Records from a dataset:
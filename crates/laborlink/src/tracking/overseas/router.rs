use std::sync::Arc;

use axum::{
    extract::{Path, Query, State},
    http::StatusCode,
    response::{IntoResponse, Response},
    routing::get,
    Router,
};
use chrono::Local;
use serde::Deserialize;
use serde_json::json;

use super::domain::OverseasProgressUpdate;
use super::repository::OverseasRepository;
use super::service::{OverseasProgressService, OverseasServiceError};
use crate::tracking::directory::{CandidateDirectory, CandidateId};
use crate::tracking::paging::PageRequest;

/// Router builder exposing the overseas-progress endpoints.
pub fn overseas_progress_router<R, C>(service: Arc<OverseasProgressService<R, C>>) -> Router
where
    R: OverseasRepository + 'static,
    C: CandidateDirectory + 'static,
{
    Router::new()
        .route("/overseas-progress", get(list_handler::<R, C>))
        .route(
            "/overseas-progress/:candidate_id",
            get(get_handler::<R, C>).put(upsert_handler::<R, C>),
        )
        .route(
            "/overseas-progress/:candidate_id/report",
            get(report_handler::<R, C>),
        )
        .with_state(service)
}

#[derive(Debug, Deserialize)]
pub(crate) struct ProgressListQuery {
    pub(crate) page: Option<u32>,
    pub(crate) limit: Option<u32>,
    pub(crate) status: Option<String>,
    pub(crate) search: Option<String>,
}

pub(crate) async fn list_handler<R, C>(
    State(service): State<Arc<OverseasProgressService<R, C>>>,
    Query(query): Query<ProgressListQuery>,
) -> Response
where
    R: OverseasRepository + 'static,
    C: CandidateDirectory + 'static,
{
    let page = PageRequest::new(query.page, query.limit);
    match service.list(query.status.as_deref(), query.search.as_deref(), page) {
        Ok(listing) => (StatusCode::OK, axum::Json(listing)).into_response(),
        Err(error) => error_response(error),
    }
}

pub(crate) async fn get_handler<R, C>(
    State(service): State<Arc<OverseasProgressService<R, C>>>,
    Path(candidate_id): Path<String>,
) -> Response
where
    R: OverseasRepository + 'static,
    C: CandidateDirectory + 'static,
{
    match service.get(&CandidateId(candidate_id)) {
        Ok(view) => (StatusCode::OK, axum::Json(view)).into_response(),
        Err(error) => error_response(error),
    }
}

pub(crate) async fn upsert_handler<R, C>(
    State(service): State<Arc<OverseasProgressService<R, C>>>,
    Path(candidate_id): Path<String>,
    axum::Json(update): axum::Json<OverseasProgressUpdate>,
) -> Response
where
    R: OverseasRepository + 'static,
    C: CandidateDirectory + 'static,
{
    let today = Local::now().date_naive();
    match service.upsert(&CandidateId(candidate_id), update, today) {
        Ok(view) => (StatusCode::OK, axum::Json(view)).into_response(),
        Err(error) => error_response(error),
    }
}

pub(crate) async fn report_handler<R, C>(
    State(service): State<Arc<OverseasProgressService<R, C>>>,
    Path(candidate_id): Path<String>,
) -> Response
where
    R: OverseasRepository + 'static,
    C: CandidateDirectory + 'static,
{
    match service.report(&CandidateId(candidate_id)) {
        Ok(report) => (StatusCode::OK, axum::Json(report)).into_response(),
        Err(error) => error_response(error),
    }
}

fn error_response(error: OverseasServiceError) -> Response {
    match error {
        OverseasServiceError::Validation(error) => {
            let payload = json!({
                "error": "validation failed",
                "details": error.details,
            });
            (StatusCode::BAD_REQUEST, axum::Json(payload)).into_response()
        }
        OverseasServiceError::UnknownCandidate(_) | OverseasServiceError::RecordNotFound(_) => {
            let payload = json!({
                "error": error.to_string(),
            });
            (StatusCode::NOT_FOUND, axum::Json(payload)).into_response()
        }
        other => {
            tracing::error!(error = %other, "overseas progress request failed");
            let payload = json!({
                "error": other.to_string(),
            });
            (StatusCode::INTERNAL_SERVER_ERROR, axum::Json(payload)).into_response()
        }
    }
}
//! Statutory compliance tracking workflows.
//!
//! Three record families share the same shape: a typed request DTO is
//! validated up front (collecting every problem into one
//! [`ValidationError`]), derived status fields are recomputed by pure
//! functions, and the result is written through a repository trait in a
//! single insert-or-replace. Worker and candidate identity comes from the
//! read-only [`directory`] traits and is only ever joined, never mutated.

pub mod directory;
pub mod entry_filing;
pub mod medical;
pub mod overseas;
pub mod paging;
pub mod status;

use chrono::NaiveDate;

pub use status::{aggregate, evaluate_item, ComplianceStatus};

/// Malformed or missing request input. Collected before any write happens
/// and surfaced to HTTP callers as a 400 with the `details` array.
#[derive(Debug, Clone, thiserror::Error)]
#[error("validation failed: {}", details.join("; "))]
pub struct ValidationError {
    pub details: Vec<String>,
}

impl ValidationError {
    pub fn new(details: Vec<String>) -> Self {
        Self { details }
    }

    pub fn single(detail: impl Into<String>) -> Self {
        Self {
            details: vec![detail.into()],
        }
    }
}

/// Storage failures shared by all tracking repositories.
#[derive(Debug, thiserror::Error)]
pub enum RepositoryError {
    #[error("record not found")]
    NotFound,
    #[error("repository unavailable: {0}")]
    Unavailable(String),
}

/// Exam outcome used by both the post-arrival health exam and the overseas
/// medical checkpoint.
#[derive(Debug, Clone, Copy, PartialEq, Eq, serde::Serialize, serde::Deserialize)]
#[serde(rename_all = "SCREAMING_SNAKE_CASE")]
pub enum ExamResult {
    Pass,
    Fail,
    Pending,
}

impl ExamResult {
    pub const fn label(self) -> &'static str {
        match self {
            ExamResult::Pass => "PASS",
            ExamResult::Fail => "FAIL",
            ExamResult::Pending => "PENDING",
        }
    }

    pub fn parse(raw: &str) -> Option<Self> {
        match raw.trim().to_ascii_uppercase().as_str() {
            "PASS" => Some(Self::Pass),
            "FAIL" => Some(Self::Fail),
            "PENDING" => Some(Self::Pending),
            _ => None,
        }
    }
}

/// Parse a `YYYY-MM-DD` wire date, reporting the offending field on failure.
pub fn parse_wire_date(field: &str, raw: &str) -> Result<NaiveDate, String> {
    NaiveDate::parse_from_str(raw.trim(), "%Y-%m-%d")
        .map_err(|_| format!("{field} must be a YYYY-MM-DD date, got '{raw}'"))
}

pub(crate) fn parse_optional_date(
    field: &str,
    raw: Option<&str>,
    details: &mut Vec<String>,
) -> Option<NaiveDate> {
    let raw = raw?;
    if raw.trim().is_empty() {
        return None;
    }
    match parse_wire_date(field, raw) {
        Ok(date) => Some(date),
        Err(detail) => {
            details.push(detail);
            None
        }
    }
}

/// A receipt or certificate field counts as evidence only when it carries
/// visible characters.
pub(crate) fn has_value(field: Option<&str>) -> bool {
    field.is_some_and(|value| !value.trim().is_empty())
}
//! Read-only lookups against the agency's worker and candidate registries.
//!
//! The tracking stores join identity fields for display but never mutate
//! either entity; the traits keep that boundary explicit and let tests run
//! against fixed in-memory registries.

use std::fmt;

use chrono::NaiveDate;
use serde::{Deserialize, Serialize};

/// Identifier wrapper for placed workers.
#[derive(Debug, Clone, PartialEq, Eq, Hash, Serialize, Deserialize)]
pub struct WorkerId(pub String);

impl fmt::Display for WorkerId {
    fn fmt(&self, f: &mut fmt::Formatter<'_>) -> fmt::Result {
        f.write_str(&self.0)
    }
}

/// Identifier wrapper for pre-arrival candidates.
#[derive(Debug, Clone, PartialEq, Eq, Hash, Serialize, Deserialize)]
pub struct CandidateId(pub String);

impl fmt::Display for CandidateId {
    fn fmt(&self, f: &mut fmt::Formatter<'_>) -> fmt::Result {
        f.write_str(&self.0)
    }
}

/// Display identity joined onto entry-filing and medical-exception views.
#[derive(Debug, Clone, PartialEq, Eq, Serialize, Deserialize)]
#[serde(rename_all = "camelCase")]
pub struct WorkerIdentity {
    pub worker_id: WorkerId,
    pub name_zh: String,
    pub name_en: String,
}

impl WorkerIdentity {
    /// Placeholder identity for a row whose registry entry has gone missing;
    /// list views keep the row rather than dropping the whole page.
    pub fn unresolved(worker_id: WorkerId) -> Self {
        Self {
            worker_id,
            name_zh: String::new(),
            name_en: String::new(),
        }
    }
}

/// Display identity plus the passport fields the overseas checks read.
#[derive(Debug, Clone, PartialEq, Eq, Serialize, Deserialize)]
#[serde(rename_all = "camelCase")]
pub struct CandidateIdentity {
    pub candidate_id: CandidateId,
    pub name_zh: String,
    pub name_en: String,
    pub passport_no: Option<String>,
    pub passport_expiry: Option<NaiveDate>,
    pub nationality: Option<String>,
}

impl CandidateIdentity {
    pub fn unresolved(candidate_id: CandidateId) -> Self {
        Self {
            candidate_id,
            name_zh: String::new(),
            name_en: String::new(),
            passport_no: None,
            passport_expiry: None,
            nationality: None,
        }
    }
}

/// Registry lookup failure (the registry itself being unreachable; an
/// unknown id is an `Ok(None)`).
#[derive(Debug, thiserror::Error)]
pub enum DirectoryError {
    #[error("directory unavailable: {0}")]
    Unavailable(String),
}

pub trait WorkerDirectory: Send + Sync {
    fn worker(&self, id: &WorkerId) -> Result<Option<WorkerIdentity>, DirectoryError>;
}

pub trait CandidateDirectory: Send + Sync {
    fn candidate(&self, id: &CandidateId) -> Result<Option<CandidateIdentity>, DirectoryError>;
}
//! Pre-arrival overseas progress: the checkpoints a candidate clears in the
//! home country (medical exam, police clearance, passport and old-ARC
//! checks) before deployment.

pub mod domain;
pub mod evaluation;
pub mod repository;
pub mod router;
pub mod service;

#[cfg(test)]
mod tests;

pub use domain::{
    CheckpointSummary, OverseasProgressFields, OverseasProgressRecord, OverseasProgressUpdate,
    OverseasProgressView, OverseasStatus, PoliceStatus, ProgressReport,
};
pub use repository::OverseasRepository;
pub use router::overseas_progress_router;
pub use service::{OverseasProgressService, OverseasServiceError};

TASK STATEMENT:
Each line of the data that holds the word "keep" should be copied.

RESULT:
//! either entity; the traits keep that boundary explicit and let tests run
    /// list views keep the row rather than dropping the whole page.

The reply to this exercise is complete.